Similarly, predictor assessment by means of a correlation index or principal component analysis (PCA) helps in identifying explanatory variables that contain similar information. These are helpful in understanding ecological interactions and processes, yet potentially compromise model development due to limited information gain compared to the computational cost. Reduction of data dimensionality by correlated variable removal or the creation of a new set of independent variables based on the PCA axes generally supports the development of simpler and more transparent models (Guo et al., 2015; Wilson et al., 2011). The intensity of these effects depends on data characteristics and varies among modelling techniques.

Aside from abovementioned pre-processing, additional changes are potentially required prior to model training. For instance, ANN requires predictors to be rescaled to a predefined interval, ranging between 0 (or -1) up to 1, in order to make reliable predictions. Without this rescaling, predictors with an extensive range can have a higher influence, which can be artificially altered by changing the unit. Similarly, balancing of the response variable within the training data is highly recommended for DTs in order to avoid model preference towards the class with the highest frequency. To this end, a balanced ratio can be obtained via (i) random subsampling of the class(es) with higher abundance (Araújo and Guisan, 2006), (ii) oversampling of the class(es) with lower abundance or (iii) a combination of both (see Figure 3.6).

Figure 3.6: Balancing of data describing the occurrence of a non-specified organism.

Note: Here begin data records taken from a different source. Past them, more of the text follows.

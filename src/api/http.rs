use std::time::Duration;

use serde_json::Value;
use tracing::{debug, warn};

use super::{NotificationApi, join_url, paths};
use crate::core::backlog_records;
use crate::error::ApiError;
use crate::session::Session;

const FETCH_RETRIES: usize = 3;
const RETRY_BACKOFF_MS: u64 = 250;

/// Blocking HTTP implementation over a shared `ureq` agent
pub(crate) struct HttpApi {
    agent: ureq::Agent,
    base_url: String,
}

fn bearer(session: &Session) -> String {
    format!("Bearer {}", session.token)
}

impl HttpApi {
    pub(crate) fn new(base_url: &str, timeout: Duration) -> Self {
        // Status codes are inspected by hand so non-2xx still reach the caller
        let agent: ureq::Agent = ureq::Agent::config_builder()
            .timeout_global(Some(timeout))
            .http_status_as_error(false)
            .build()
            .into();
        HttpApi {
            agent,
            base_url: base_url.to_string(),
        }
    }

    fn put(&self, session: &Session, path: &str) -> Result<(), ApiError> {
        let url = join_url(&self.base_url, path);
        let auth = bearer(session);
        let response = self
            .agent
            .put(&url)
            .header("Authorization", auth.as_str())
            .send_empty()
            .map_err(|e| ApiError::Transport {
                url: url.clone(),
                message: e.to_string(),
            })?;

        let status = response.status();
        debug!(url = %url, status = status.as_u16(), "PUT finished");
        if !status.is_success() {
            return Err(ApiError::Status {
                url,
                code: status.as_u16(),
            });
        }
        Ok(())
    }

    fn get_json_once(&self, url: &str, auth: &str) -> Result<Value, ApiError> {
        let response = self
            .agent
            .get(url)
            .header("Authorization", auth)
            .call()
            .map_err(|e| ApiError::Transport {
                url: url.to_string(),
                message: e.to_string(),
            })?;

        let status = response.status();
        if !status.is_success() {
            return Err(ApiError::Status {
                url: url.to_string(),
                code: status.as_u16(),
            });
        }

        response
            .into_body()
            .read_json::<Value>()
            .map_err(|e| ApiError::Decode {
                url: url.to_string(),
                message: e.to_string(),
            })
    }
}

impl NotificationApi for HttpApi {
    fn fetch_all(&self, session: &Session) -> Result<Vec<Value>, ApiError> {
        let url = join_url(&self.base_url, &paths::backlog(&session.npp));
        let auth = bearer(session);

        let mut attempt = 0;
        let body = loop {
            match self.get_json_once(&url, &auth) {
                Ok(body) => break body,
                Err(e) if !e.is_response() && attempt + 1 < FETCH_RETRIES => {
                    warn!(url = %url, error = %e, attempt, "backlog fetch failed, retrying");
                    std::thread::sleep(Duration::from_millis(
                        RETRY_BACKOFF_MS * (attempt as u64 + 1),
                    ));
                    attempt += 1;
                }
                Err(e) => return Err(e),
            }
        };

        let records = backlog_records(body).ok_or_else(|| ApiError::Decode {
            url: url.clone(),
            message: "expected an array or an object with a \"data\" array".to_string(),
        })?;
        debug!(url = %url, count = records.len(), "backlog fetched");
        Ok(records)
    }

    fn mark_one(&self, session: &Session, id: i64) -> Result<(), ApiError> {
        self.put(session, &paths::mark_one(id))
    }

    fn mark_recent(&self, session: &Session) -> Result<(), ApiError> {
        self.put(session, &paths::mark_recent(&session.npp))
    }

    fn mark_global(&self, session: &Session) -> Result<(), ApiError> {
        self.put(session, &paths::mark_global(&session.npp))
    }
}
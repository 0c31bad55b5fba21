mod api;
mod app;
mod center;
mod cli;
mod config;
mod consts;
mod core;
mod desktop;
mod error;
mod logging;
mod output;
mod session;
mod stream;
mod toast;
mod utils;

use clap::Parser;
use tracing::warn;

use app::{CommandContext, handle_command};
use cli::Cli;
use config::Config;

fn main() {
    let cli = Cli::parse();
    let (config, config_error) = Config::load();
    let cli = cli.with_config(&config);
    logging::init(cli.debug);
    if let Some(e) = config_error {
        warn!(error = %e, "config file ignored, using defaults");
    }

    let ctx = CommandContext {
        cli: &cli,
        config: &config,
    };
    if let Err(e) = handle_command(&ctx) {
        eprintln!("Error: {e}");
        std::process::exit(1);
    }
}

Occurrence was assessed at 170 locations and resulting in 120 absence statements and 50 presence statements. A balanced dataset is created by A: randomly omitting data related to the absence of the organism (subsampling); B: randomly duplicating data related to the presence of the organism (oversampling) or C: applying a combination of subsampling and oversampling.

DATA-DRIVEN MODELLING

73 3.2.3 Model application

A variety of parameters is linked with model development, distinguishing between algorithm parameters (or ‘hyperparameters’) and model parameters (e.g. regression coefficients). Hyperparameters are often subjectively defined prior to model training and remain unaltered regardless of the provided data, while model parameters are an intrinsic element of the final model and highly dependent on the training data.

Subjective selection of hyperparameter settings can affect model performance drastically, hence preliminary optimisation is highly recommended. Ideally, all potential hyperparameter settings are tested to identify the best-performing combination(s), though this number tends to increase exponentially with every additional hyperparameter to be considered. Alternatively, random selection of a subset (e.g. 60 combinations) provides a first overview of potential performance and identifies a starting point for hyperparameter optimisation, while being generally faster than the traditional grid search (Bergstra and Bengio, 2012). This procedure reduces overall calculation time as it does not require for all combinations to be assessed, yet risks that the global optimal hyperparameter combination will not be found.